C’est l’histoire d’un porteur d’eau, qui porte sur ses épaules de l’eau pour désaltérer toute sa famille. Un grand bâton posé sur ses épaules retient deux vases, l’un à gauche, l’autre à droite, et chaque jour le porteur d’eau va jusqu’à la rivière, remplit ses vases, ramène l’eau chez lui.
La veille de roch hachana, l’un des vases, celui de droite, décide de partager sa peine avec le porteur d’eau. Le vase engage le dialogue et lui explique qu’il est conscient de son imperfection, il est fêlé et laisse échapper une partie de l’eau précieuse. Une partie des efforts de l’homme semble perdue par sa faute. Quel dommage, que toute cette eau perdue à cause de lui. En cette veille de Roch Hachana, le vase est attristé de poser son imperfection comme une faute dans le plateau de ses erreurs de l’année.

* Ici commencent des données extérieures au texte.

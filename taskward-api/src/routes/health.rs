/// Health check endpoint
///
/// # Endpoint
///
/// ```text
/// GET /-/health
/// ```
///
/// Returns plain `OK`. Liveness only; database connectivity is verified at
/// startup by the pool's health check.

pub async fn health_check() -> &'static str {
    "OK"
}
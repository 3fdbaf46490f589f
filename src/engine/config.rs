//! Engine configuration.
//!
//! [`EngineConfig`] holds the tunable constants of the evolutionary loop.

use crate::error::{Error, Result};
use crate::genome::GENE_LENGTH;

/// Configuration for the population engine.
///
/// # Defaults
///
/// ```
/// use maze_ga::engine::EngineConfig;
///
/// let config = EngineConfig::default();
/// assert_eq!(config.chromosome_length, 70);
/// assert_eq!(config.population_size, 140);
/// ```
///
/// # Builder pattern
///
/// ```
/// use maze_ga::engine::EngineConfig;
///
/// let config = EngineConfig::default()
///     .with_population_size(200)
///     .with_mutation_rate(0.005)
///     .with_seed(42);
/// assert!(config.validate().is_ok());
/// ```
#[derive(Debug, Clone)]
#[cfg_attr(feature = "serde", derive(serde::Serialize, serde::Deserialize))]
pub struct EngineConfig {
    /// Bits per gene.
    ///
    /// Must equal [`GENE_LENGTH`]: the 2-bit gene enumerates exactly the
    /// four directions, and that coupling is validated rather than assumed.
    pub gene_length: usize,

    /// Bits per genome. Must be a positive multiple of `gene_length`;
    /// a genome of `2n` bits encodes `n` moves.
    pub chromosome_length: usize,

    /// Number of individuals per generation. Constant across the run.
    pub population_size: usize,

    /// Per-bit probability of flipping during mutation, in `[0, 1]`.
    pub mutation_rate: f64,

    /// Random seed for reproducibility. `None` uses a random seed.
    pub seed: Option<u64>,
}

impl Default for EngineConfig {
    fn default() -> Self {
        Self {
            gene_length: GENE_LENGTH,
            chromosome_length: 70,
            population_size: 140,
            mutation_rate: 0.001,
            seed: None,
        }
    }
}

impl EngineConfig {
    /// Sets the chromosome length.
    pub fn with_chromosome_length(mut self, bits: usize) -> Self {
        self.chromosome_length = bits;
        self
    }

    /// Sets the population size.
    pub fn with_population_size(mut self, n: usize) -> Self {
        self.population_size = n;
        self
    }

    /// Sets the per-bit mutation rate.
    pub fn with_mutation_rate(mut self, rate: f64) -> Self {
        self.mutation_rate = rate;
        self
    }

    /// Sets the random seed for reproducibility.
    pub fn with_seed(mut self, seed: u64) -> Self {
        self.seed = Some(seed);
        self
    }

    /// Validates the configuration.
    ///
    /// # Errors
    ///
    /// [`Error::Configuration`] describing the first invalid parameter.
    pub fn validate(&self) -> Result<()> {
        if self.gene_length != GENE_LENGTH {
            return Err(Error::config(format!(
                "gene_length must be {GENE_LENGTH}: a gene enumerates the four directions"
            )));
        }
        if self.population_size == 0 {
            return Err(Error::config("population_size must be positive"));
        }
        if self.chromosome_length == 0 {
            return Err(Error::config("chromosome_length must be positive"));
        }
        if self.chromosome_length % self.gene_length != 0 {
            return Err(Error::config(format!(
                "chromosome_length {} is not a multiple of gene_length {}",
                self.chromosome_length, self.gene_length
            )));
        }
        if !(0.0..=1.0).contains(&self.mutation_rate) || self.mutation_rate.is_nan() {
            return Err(Error::config(format!(
                "mutation_rate {} is outside [0, 1]",
                self.mutation_rate
            )));
        }
        Ok(())
    }

    /// Number of moves one genome encodes.
    pub fn moves_per_genome(&self) -> usize {
        self.chromosome_length / self.gene_length
    }
}

#[cfg(test)]
mod tests {
    use super::*;

    #[test]
    fn test_default_config() {
        let config = EngineConfig::default();
        assert_eq!(config.gene_length, 2);
        assert_eq!(config.chromosome_length, 70);
        assert_eq!(config.population_size, 140);
        assert!((config.mutation_rate - 0.001).abs() < 1e-15);
        assert!(config.seed.is_none());
        assert!(config.validate().is_ok());
        assert_eq!(config.moves_per_genome(), 35);
    }

    #[test]
    fn test_builder_pattern() {
        let config = EngineConfig::default()
            .with_chromosome_length(40)
            .with_population_size(60)
            .with_mutation_rate(0.01)
            .with_seed(42);

        assert_eq!(config.chromosome_length, 40);
        assert_eq!(config.population_size, 60);
        assert!((config.mutation_rate - 0.01).abs() < 1e-15);
        assert_eq!(config.seed, Some(42));
        assert!(config.validate().is_ok());
    }

    #[test]
    fn test_validate_zero_population() {
        let config = EngineConfig::default().with_population_size(0);
        assert!(config.validate().is_err());
    }

    #[test]
    fn test_validate_zero_chromosome() {
        let config = EngineConfig::default().with_chromosome_length(0);
        assert!(config.validate().is_err());
    }

    #[test]
    fn test_validate_indivisible_chromosome() {
        let config = EngineConfig::default().with_chromosome_length(71);
        assert!(config.validate().is_err());
    }

    #[test]
    fn test_validate_gene_length_coupling() {
        let config = EngineConfig {
            gene_length: 3,
            ..EngineConfig::default()
        };
        assert!(config.validate().is_err());
    }

    #[test]
    fn test_validate_mutation_rate_bounds() {
        assert!(EngineConfig::default()
            .with_mutation_rate(-0.1)
            .validate()
            .is_err());
        assert!(EngineConfig::default()
            .with_mutation_rate(1.5)
            .validate()
            .is_err());
        assert!(EngineConfig::default()
            .with_mutation_rate(f64::NAN)
            .validate()
            .is_err());
        // Both endpoints are legal: 0 never flips, 1 always flips.
        assert!(EngineConfig::default()
            .with_mutation_rate(0.0)
            .validate()
            .is_ok());
        assert!(EngineConfig::default()
            .with_mutation_rate(1.0)
            .validate()
            .is_ok());
    }
}
//! Roulette-wheel (fitness-proportional) parent selection.
//!
//! Selection probability is proportional to fitness: a uniform value is
//! drawn in `[0, total_fitness)` and individuals are scanned in index order,
//! accumulating fitness until the cumulative sum strictly exceeds the draw.

use super::types::Individual;
use rand::Rng;

/// Selects a parent index, fitness-proportionally.
///
/// `total_fitness` is the sum the caller accumulated during evaluation.
/// A non-positive total cannot occur with maze fitness (always > 0), but is
/// guarded by falling back to index 0 rather than treated as an error.
///
/// # Panics
///
/// Panics if `population` is empty.
pub(crate) fn roulette_wheel<R: Rng>(
    population: &[Individual],
    total_fitness: f64,
    rng: &mut R,
) -> usize {
    assert!(!population.is_empty(), "cannot select from empty population");

    if total_fitness <= 0.0 {
        return 0;
    }

    let slice = rng.random_range(0.0..total_fitness);
    let mut cumulative = 0.0;
    for (i, ind) in population.iter().enumerate() {
        cumulative += ind.fitness();
        if cumulative > slice {
            return i;
        }
    }

    population.len() - 1 // floating-point fallback
}
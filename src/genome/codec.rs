//! Gene ↔ direction conversion.
//!
//! Each gene is [`GENE_LENGTH`] consecutive bits, read least-significant bit
//! first: bit 0 contributes weight 1, bit 1 contributes weight 2. The
//! resulting value 0–3 maps directly to a [`Direction`] ordinal. Two bits
//! yield exactly four combinations, so every gene value is a valid
//! direction — widening the gene without widening the direction set would
//! break this bijection, which is why the gene width is a crate constant
//! rather than free configuration.

use super::types::Genome;
use crate::error::{Error, Result};

/// Bits per gene. Fixed: 2 bits enumerate exactly the four directions.
pub const GENE_LENGTH: usize = 2;

/// A cardinal move on the grid.
///
/// Ordinals 0–3 match the gene values they decode from: North=0, South=1,
/// East=2, West=3.
#[derive(Debug, Clone, Copy, PartialEq, Eq, Hash)]
#[cfg_attr(feature = "serde", derive(serde::Serialize, serde::Deserialize))]
pub enum Direction {
    /// Towards higher `y`.
    North,
    /// Towards lower `y`.
    South,
    /// Towards higher `x`.
    East,
    /// Towards lower `x`.
    West,
}

/// All directions in gene-value order.
const DIRECTIONS: [Direction; 4] = [
    Direction::North,
    Direction::South,
    Direction::East,
    Direction::West,
];

impl Direction {
    /// The gene value this direction decodes from.
    pub fn ordinal(self) -> usize {
        match self {
            Direction::North => 0,
            Direction::South => 1,
            Direction::East => 2,
            Direction::West => 3,
        }
    }
}

/// Decodes a genome into its direction sequence.
///
/// Partitions the genome into consecutive non-overlapping genes and converts
/// each via LSB-first positional weighting. Pure and deterministic.
///
/// # Errors
///
/// [`Error::InvalidGenomeLength`] if the genome length is not a multiple of
/// [`GENE_LENGTH`]. Population invariants make this unreachable for engine
/// -owned genomes, but the codec is public and checks defensively.
pub fn decode(genome: &Genome) -> Result<Vec<Direction>> {
    let len = genome.len();
    if len % GENE_LENGTH != 0 {
        return Err(Error::InvalidGenomeLength {
            len,
            expected: len - len % GENE_LENGTH,
        });
    }

    let directions = genome
        .bits()
        .chunks_exact(GENE_LENGTH)
        .map(|gene| {
            let value = gene
                .iter()
                .enumerate()
                .fold(0usize, |acc, (i, &bit)| acc + ((bit as usize) << i));
            // value < 4 because a gene is exactly 2 bits
            DIRECTIONS[value]
        })
        .collect();

    Ok(directions)
}

/// Encodes a direction sequence into the genome that decodes back to it.
///
/// Inverse of [`decode`]: each direction becomes its ordinal's 2-bit pattern,
/// least-significant bit first.
pub fn encode(directions: &[Direction]) -> Genome {
    let mut bits = Vec::with_capacity(directions.len() * GENE_LENGTH);
    for dir in directions {
        let value = dir.ordinal();
        bits.push(value & 1 != 0);
        bits.push(value & 2 != 0);
    }
    Genome::from_bits(bits)
}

Le porteur d’eau remercie le vase de son souci de bien faire, de sa conscience des enjeux, de son altruisme, et l’invite à observer plus attentivement le chemin de la rivière à la maison.
Le matin suivant, en revenant de la rivière, le vase droit découvre que le bord droit du chemin est couvert de fleurs.
Avez-vous deviné pourquoi ?
Maintenant que le vase brisé comprend les conséquences positives de son imperfection, où va-t-il placer la fuite d’eau ? Cet acte se range-t-il sur le plateau du bien et de la vie ? Se range-t-il sur le plateau de la tristesse et du malheur ?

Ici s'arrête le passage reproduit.